Aim higher. Together.
This was the motto of the Summit. Well thought out, taking into account we were in the middle of the Rockies.
We aimed to explore ideas around several themes: Human, Things we think we know, Building blocks, Pathways, Organizing principles, and Experiences.
1,000 people gathered together and in the mood for something great create a sort of aura, a beat of pure energy. It’s almost impossible not to aim higher just because we are together.
Adventures and Workshops
Before the Summit, we had to choose among a list of dozens of activities and workshops. I guess I chose wrong and because some of the top activities I picked were overbooked and I was stuck with those lower on my list of preferences, which I didn’t like that much in the end. And, in the same way, I didn’t like the workshops too much either, so I’m a little disappointed because I see pictures of other activities and I see everybody having fun… The one on creative photography was alright, though. Nice tips.
As a teaching experience, when organizing a bigger event, you need to take special care with workshops because they can ruin an experience. Not that it’s that’s my case, but yes, I’m definitely disappointed.
The ‘Latin Magia’
“So, do you speak Spanish? You’re in.”
With that, we got a sticker on our accreditation badge — and that made others quite jealous.

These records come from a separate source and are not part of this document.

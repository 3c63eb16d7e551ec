use std::time::Duration;

use http::StatusCode;
use serde_json::{Value, json};
use strum::{Display, IntoStaticStr};

use crate::transport::TransportError;

/// Client-specific result type
pub type Result<T> = std::result::Result<T, GatewayError>;

/// Longest slice of a provider error body kept for diagnostics
const BODY_SNIPPET_CHARS: usize = 500;

/// Wording in a 400 body that means the prompt was too long
const CONTEXT_LENGTH_MARKERS: &[&str] = &[
    "context length",
    "context_length",
    "maximum context",
    "token limit",
    "too many tokens",
    "max_tokens",
];

/// Wording in a 400 body that means the content was refused
const CONTENT_FILTER_MARKERS: &[&str] = &[
    "content filter",
    "content_filter",
    "content policy",
    "moderation",
    "flagged",
    "safety",
];

/// Closed set of failure classes a caller can switch on
#[derive(Debug, Clone, Copy, PartialEq, Eq, Hash, Display, IntoStaticStr)]
#[strum(serialize_all = "snake_case")]
pub enum ErrorKind {
    /// Missing or rejected credential (401/403)
    Authorization,
    /// Provider throttled the request (429)
    RateLimit,
    /// Request rejected as malformed, before or by the provider
    Validation,
    /// Prompt exceeded the model's context window
    ContextLength,
    /// Provider refused the content
    ContentFilter,
    /// Deadline exceeded or call cancelled
    Timeout,
    /// Connection-level failure with no HTTP response
    Network,
    /// Response body was not the JSON we expected
    Parse,
    /// Provider-side failure (5xx)
    ServerError,
}

impl ErrorKind {
    /// Whether the executor may retry a failure of this kind
    pub const fn is_retryable(self) -> bool {
        matches!(
            self,
            Self::RateLimit | Self::Timeout | Self::Network | Self::ServerError
        )
    }

    /// Stable snake_case label, used in logs
    pub fn as_str(self) -> &'static str {
        self.into()
    }
}

/// The only error type a gateway call returns
#[derive(Debug, Clone, thiserror::Error)]
#[error("{kind}: {message}")]
pub struct GatewayError {
    kind: ErrorKind,
    message: String,
    http_status: Option<u16>,
    details: Option<Value>,
}

impl GatewayError {
    /// Create an error of the given kind
    pub fn new(kind: ErrorKind, message: impl Into<String>) -> Self {
        Self {
            kind,
            message: message.into(),
            http_status: None,
            details: None,
        }
    }

    /// Attach the HTTP status that produced this error
    #[must_use]
    pub const fn with_status(mut self, status: u16) -> Self {
        self.http_status = Some(status);
        self
    }

    /// Attach structured diagnostics
    #[must_use]
    pub fn with_details(mut self, details: Value) -> Self {
        self.details = Some(details);
        self
    }

    pub(crate) fn validation(message: impl Into<String>) -> Self {
        Self::new(ErrorKind::Validation, message)
    }

    pub(crate) fn parse(message: impl Into<String>) -> Self {
        Self::new(ErrorKind::Parse, message)
    }

    /// The internal deadline fired
    pub(crate) fn deadline(timeout: Duration) -> Self {
        let timeout_ms = crate::scope::millis(timeout);
        Self::new(ErrorKind::Timeout, format!("request timed out after {timeout_ms}ms"))
            .with_details(json!({ "cancelled": false, "timeout_ms": timeout_ms }))
    }

    /// The caller's cancellation token fired
    pub(crate) fn cancelled() -> Self {
        Self::new(ErrorKind::Timeout, "request cancelled by caller").with_details(json!({ "cancelled": true }))
    }

    /// Failure class
    pub const fn kind(&self) -> ErrorKind {
        self.kind
    }

    /// Human-readable description
    pub fn message(&self) -> &str {
        &self.message
    }

    /// HTTP status, when the provider answered
    pub const fn http_status(&self) -> Option<u16> {
        self.http_status
    }

    /// Structured diagnostics (parsed error body, content snippet, ...)
    pub const fn details(&self) -> Option<&Value> {
        self.details.as_ref()
    }

    /// Whether the executor may retry this failure
    pub const fn is_retryable(&self) -> bool {
        self.kind.is_retryable()
    }

    /// Whether this error came from the caller's own cancellation
    pub fn is_cancelled(&self) -> bool {
        self.details
            .as_ref()
            .and_then(|d| d.get("cancelled"))
            .and_then(Value::as_bool)
            .unwrap_or(false)
    }

    /// Classify a non-2xx provider response
    pub fn from_status(status: StatusCode, body: &str) -> Self {
        let code = status.as_u16();
        let kind = match code {
            401 | 403 => ErrorKind::Authorization,
            408 => ErrorKind::Timeout,
            413 => ErrorKind::ContextLength,
            429 => ErrorKind::RateLimit,
            400 => kind_from_wording(body).unwrap_or(ErrorKind::Validation),
            402..=499 => ErrorKind::Validation,
            _ => ErrorKind::ServerError,
        };

        let reason = status.canonical_reason().unwrap_or("unexpected status");
        let message = match provider_message(body) {
            Some(detail) => format!("provider returned {code} {reason}: {detail}"),
            None => format!("provider returned {code} {reason}"),
        };

        Self::new(kind, message)
            .with_status(code)
            .with_details(body_details(body))
    }

    /// Classify an error object embedded in a 200 body or a stream frame
    ///
    /// Numeric `code` values are treated as HTTP statuses; otherwise the
    /// wording decides, and anything unrecognized is a provider failure.
    pub(crate) fn from_embedded(error: &Value) -> Self {
        let text = error.to_string();
        let status = error
            .get("code")
            .and_then(Value::as_u64)
            .and_then(|c| u16::try_from(c).ok())
            .and_then(|c| StatusCode::from_u16(c).ok());

        if let Some(status) = status {
            let mut classified = Self::from_status(status, &json!({ "error": error }).to_string());
            classified.message = format!("provider reported an error: {}", classified.message);
            return classified;
        }

        let kind = kind_from_wording(&text).unwrap_or(ErrorKind::ServerError);
        let detail = error
            .get("message")
            .and_then(Value::as_str)
            .map_or_else(|| snippet(&text, BODY_SNIPPET_CHARS), |m| snippet(m, BODY_SNIPPET_CHARS));

        Self::new(kind, format!("provider reported an error: {detail}")).with_details(error.clone())
    }
}

impl From<TransportError> for GatewayError {
    fn from(err: TransportError) -> Self {
        let kind = match err {
            TransportError::Timeout(_) => ErrorKind::Timeout,
            TransportError::Connect(_) | TransportError::Body(_) | TransportError::Other(_) => ErrorKind::Network,
        };
        Self::new(kind, err.to_string())
    }
}

/// First `max_chars` characters of `text`, never splitting a character
pub(crate) fn snippet(text: &str, max_chars: usize) -> String {
    match text.char_indices().nth(max_chars) {
        Some((end, _)) => text[..end].to_owned(),
        None => text.to_owned(),
    }
}

fn kind_from_wording(body: &str) -> Option<ErrorKind> {
    let lowered = body.to_lowercase();
    if CONTEXT_LENGTH_MARKERS.iter().any(|m| lowered.contains(m)) {
        Some(ErrorKind::ContextLength)
    } else if CONTENT_FILTER_MARKERS.iter().any(|m| lowered.contains(m)) {
        Some(ErrorKind::ContentFilter)
    } else {
        None
    }
}

/// Pull a message out of `{"error": {"message": ...}}` or `{"message": ...}`
fn provider_message(body: &str) -> Option<String> {
    let trimmed = body.trim();
    if trimmed.is_empty() {
        return None;
    }

    let Ok(json) = serde_json::from_str::<Value>(trimmed) else {
        return Some(snippet(trimmed, BODY_SNIPPET_CHARS));
    };

    json.get("error")
        .and_then(|e| e.get("message").or(Some(e)))
        .or_else(|| json.get("message"))
        .and_then(Value::as_str)
        .map(|m| snippet(m, BODY_SNIPPET_CHARS))
}

fn body_details(body: &str) -> Value {
    serde_json::from_str::<Value>(body).unwrap_or_else(|_| json!({ "body": snippet(body, BODY_SNIPPET_CHARS) }))
}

We had a time for an unofficial gathering where TEDxers from Latin America, Spain and Portugal could know about the TED en Español project, thanks to the talented Gerry Garbulsky, its leader.
We really felt we were belonged to something special, and we really feel we can build something together.

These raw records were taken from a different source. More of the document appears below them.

//! Caller-facing request and response types

mod message;
mod request;
mod response;

pub use message::*;
pub use request::*;
pub use response::*;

Walking into the Summit, to me, reminded me of that 80s sitcom “Cheers”, the place “where everybody knows your name.” I was recognized and welcomed warmly, my name was known, because of what I had accomplished as a TEDxer. This is one of the most impressive features of TED — they know what you’ve done, they appreciate it, and they make sure you know that they know. I participate in the hangouts and forums, I have successfully organized three events so far, and I live the TED life. A cog in the machine, yes, but a cog with a heart that beats loud and clear and likes to be echoed.
We had the chance to meet a lot (A LOT) of people. Everything was designed to meet people and facilitate exchange, but sessions (adventures and workshops) were just too short to deepen anything. The good times for diving deeper were the soirées.

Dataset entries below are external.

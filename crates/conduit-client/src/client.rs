use std::fmt;
use std::sync::Arc;
use std::time::Duration;

use bytes::Bytes;
use conduit_config::GatewayConfig;
use serde::de::DeserializeOwned;
use serde_json::Value;
use tokio::time::Instant;
use url::Url;

use crate::error::{GatewayError, Result};
use crate::executor::{Executor, default_headers};
use crate::normalize::normalize;
use crate::payload::{build_payload, merge_params};
use crate::retry::RetryPolicy;
use crate::scope::{CallScope, millis};
use crate::sse::{self, StreamHandler};
use crate::structured::decode_json;
use crate::transport::{HttpTransport, Transport};
use crate::types::{ChatJsonResponse, ChatRequest, ChatResponse, JsonSchemaSpec, ModelParams};
use crate::validate::{validate_params, validate_request, validate_schema};

/// Used when the configuration does not name a base URL
pub const DEFAULT_BASE_URL: &str = "https://openrouter.ai/api/v1";

/// Path appended to the base URL
const COMPLETIONS_PATH: &str = "chat/completions";

/// Outbound client for an OpenAI-compatible chat completion API
///
/// Cheap to share behind an `Arc`: calls take `&self` and keep no state
/// between them. Each call gets a fresh deadline of `timeout`, armed when
/// the call starts and covering every retry.
pub struct GatewayClient {
    executor: Executor,
    default_model: Option<String>,
    default_params: ModelParams,
    timeout: Duration,
}

impl GatewayClient {
    /// Build a client backed by the pooled reqwest transport
    pub fn new(config: &GatewayConfig) -> Result<Self> {
        let transport = HttpTransport::new(config.timeout)?;
        Self::with_transport(config, Arc::new(transport))
    }

    /// Build a client over a caller-supplied transport
    ///
    /// Applies the construction guards: a non-empty API key, a positive
    /// timeout, `base_delay <= max_delay`, valid attribution headers and
    /// in-range default params.
    pub fn with_transport(config: &GatewayConfig, transport: Arc<dyn Transport>) -> Result<Self> {
        let headers = default_headers(&config.api_key, config.app_title.as_deref(), config.site_url.as_deref())?;

        if config.timeout.is_zero() {
            return Err(GatewayError::validation("timeout must be greater than zero"));
        }

        let policy = RetryPolicy::try_from(&config.retry)?;
        let endpoint = completions_endpoint(config.base_url.as_ref())?;

        let default_params = ModelParams::from(&config.defaults);
        validate_params(&default_params)?;

        let default_model = trimmed_model(config.default_model.as_deref());

        tracing::debug!(
            endpoint = %endpoint,
            default_model = default_model.as_deref(),
            timeout_ms = millis(config.timeout),
            max_retries = policy.max_retries(),
            "gateway client configured"
        );

        Ok(Self {
            executor: Executor::new(transport, endpoint, headers, policy),
            default_model,
            default_params,
            timeout: config.timeout,
        })
    }

    /// Replace the default model and params
    ///
    /// The model is trimmed, and a blank one clears the default, as at
    /// construction. Taking `&mut self` means no call can be in flight on
    /// this instance. A client already shared behind an `Arc` has to be
    /// rebuilt instead.
    pub fn set_defaults(&mut self, model: Option<String>, params: ModelParams) -> Result<()> {
        validate_params(&params)?;

        self.default_model = trimmed_model(model.as_deref());
        self.default_params = params;
        Ok(())
    }

    pub fn default_model(&self) -> Option<&str> {
        self.default_model.as_deref()
    }

    pub const fn default_params(&self) -> &ModelParams {
        &self.default_params
    }

    pub const fn timeout(&self) -> Duration {
        self.timeout
    }

    pub const fn endpoint(&self) -> &Url {
        self.executor.endpoint()
    }

    /// Non-streaming chat
    pub async fn chat(&self, request: &ChatRequest) -> Result<ChatResponse> {
        let started = Instant::now();
        tracing::debug!(operation = "chat", messages = request.messages.len(), "gateway call started");

        let result = self.complete(request, request.response_format.as_ref()).await;
        record("chat", started, result.as_ref());
        result
    }

    /// Non-streaming chat whose answer must be JSON matching `schema`
    ///
    /// The schema is sent in strict structured-output mode and the answer
    /// is decoded into `T`.
    pub async fn chat_json<T>(&self, request: &ChatRequest, schema_name: &str, schema: Value) -> Result<ChatJsonResponse<T>>
    where
        T: DeserializeOwned,
    {
        let started = Instant::now();
        tracing::debug!(
            operation = "chat_json",
            messages = request.messages.len(),
            schema = schema_name,
            "gateway call started"
        );

        let spec = JsonSchemaSpec::new(schema_name, schema);
        let result = match self.complete(request, Some(&spec)).await {
            Ok(response) => decode_json(response),
            Err(e) => Err(e),
        };

        record("chat_json", started, result.as_ref().map(|r| &r.raw));
        result
    }

    /// Streaming chat
    ///
    /// Deltas go to `handler.on_chunk` as they arrive. The call then ends
    /// with exactly one `on_complete` or `on_error`, including for
    /// validation failures that never reach the network.
    pub async fn chat_stream<H>(&self, request: &ChatRequest, handler: &mut H)
    where
        H: StreamHandler + ?Sized,
    {
        let started = Instant::now();
        tracing::debug!(operation = "chat_stream", messages = request.messages.len(), "gateway call started");

        let outcome = self.stream(request, |delta| handler.on_chunk(delta)).await;
        record("chat_stream", started, outcome.as_ref());

        match outcome {
            Ok(response) => handler.on_complete(response),
            Err(e) => handler.on_error(e),
        }
    }

    async fn complete(&self, request: &ChatRequest, format: Option<&JsonSchemaSpec>) -> Result<ChatResponse> {
        let body = self.prepare(request, format, false)?;
        let scope = CallScope::start(self.timeout, request.signal.as_ref());

        let response = self.executor.execute(body, &scope).await?;
        let bytes = scope.guard(response.bytes()).await??;
        normalize(&bytes)
    }

    async fn stream<F>(&self, request: &ChatRequest, on_delta: F) -> Result<ChatResponse>
    where
        F: FnMut(&str),
    {
        let body = self.prepare(request, request.response_format.as_ref(), true)?;
        let scope = CallScope::start(self.timeout, request.signal.as_ref());

        let response = self.executor.execute(body, &scope).await?;
        sse::decode(response.body, &scope, on_delta).await
    }

    /// Validate, merge defaults and serialize; no I/O
    fn prepare(&self, request: &ChatRequest, format: Option<&JsonSchemaSpec>, stream: bool) -> Result<Bytes> {
        let model = validate_request(request, self.default_model.as_deref())?;

        let params = merge_params(&self.default_params, request.params.as_ref());
        validate_params(&params)?;

        if let Some(spec) = format {
            validate_schema(spec)?;
        }

        build_payload(request, model, &params, format, stream)
    }
}

impl fmt::Debug for GatewayClient {
    fn fmt(&self, f: &mut fmt::Formatter<'_>) -> fmt::Result {
        f.debug_struct("GatewayClient")
            .field("endpoint", &self.executor.endpoint().as_str())
            .field("default_model", &self.default_model)
            .field("default_params", &self.default_params)
            .field("timeout", &self.timeout)
            .finish_non_exhaustive()
    }
}

/// Trimmed default model; blank means none
fn trimmed_model(model: Option<&str>) -> Option<String> {
    model.map(str::trim).filter(|m| !m.is_empty()).map(str::to_owned)
}

fn completions_endpoint(base_url: Option<&Url>) -> Result<Url> {
    let base = base_url.map_or(DEFAULT_BASE_URL, Url::as_str);
    let joined = format!("{}/{COMPLETIONS_PATH}", base.trim_end_matches('/'));

    Url::parse(&joined).map_err(|e| GatewayError::validation(format!("invalid base url `{base}`: {e}")))
}

/// Log the outcome of one public call
fn record(operation: &'static str, started: Instant, outcome: std::result::Result<&ChatResponse, &GatewayError>) {
    let duration_ms = millis(started.elapsed());

    match outcome {
        Ok(response) => tracing::info!(
            operation,
            model = %response.model,
            finish_reason = response.finish_reason.as_deref(),
            duration_ms,
            "gateway call succeeded"
        ),
        Err(e) => tracing::warn!(
            operation,
            kind = e.kind().as_str(),
            status = e.http_status(),
            cancelled = e.is_cancelled(),
            duration_ms,
            error = %e.message(),
            "gateway call failed"
        ),
    }
}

Not just for eating or drinking (the freebie drinks were a nice bonus), but also for meeting new people or talking to old friends. It was almost impossible to talk a bit deeper under any other circumstance. This is something to consider also, because we were willing to talk to each other!
We need more spare time to talk, or to organize meetups.
I’m quite impressed because some of the big names were more accessible and open to hang out with us than some smaller ones. I know this happens, but it was especially irritating to discover that some of those who belong to the second group are not quite aware of their place, that place being a level playing field where we are all family..
However, people, as always, are the best part of any event. There’s no TED without people, where ideas are spread from one person to another one. The community considers itself as a global citizenship whose nationality is a the Republic of Ideas. In the world we now live in, this is revolutionary. There is one something, nevertheless, that stands out in TED gatherings, is the lack of black representation. Ok, maybe Canada’s authorities had problems with visas from certain nations, but… only from this these? And how about black people from western countries? This is just an open question, no further intention than my own thoughts.
But beyond all that, what I took home is that establishing an understanding amongst what is different people is possible. We are a big community (or tribe, call it as you wish), very plural, and we are committed to a cause that’s common to all of us, like a marriage.
There’s a lot of love 💚; let’s hope it lasts forever.
* Words matter. I like to say and think of a tribe to describe the TED community (no pejorative connotations to the word tribe). However, other TEDsters prefer community or family because they think community is wider than tribe. We are people. Period.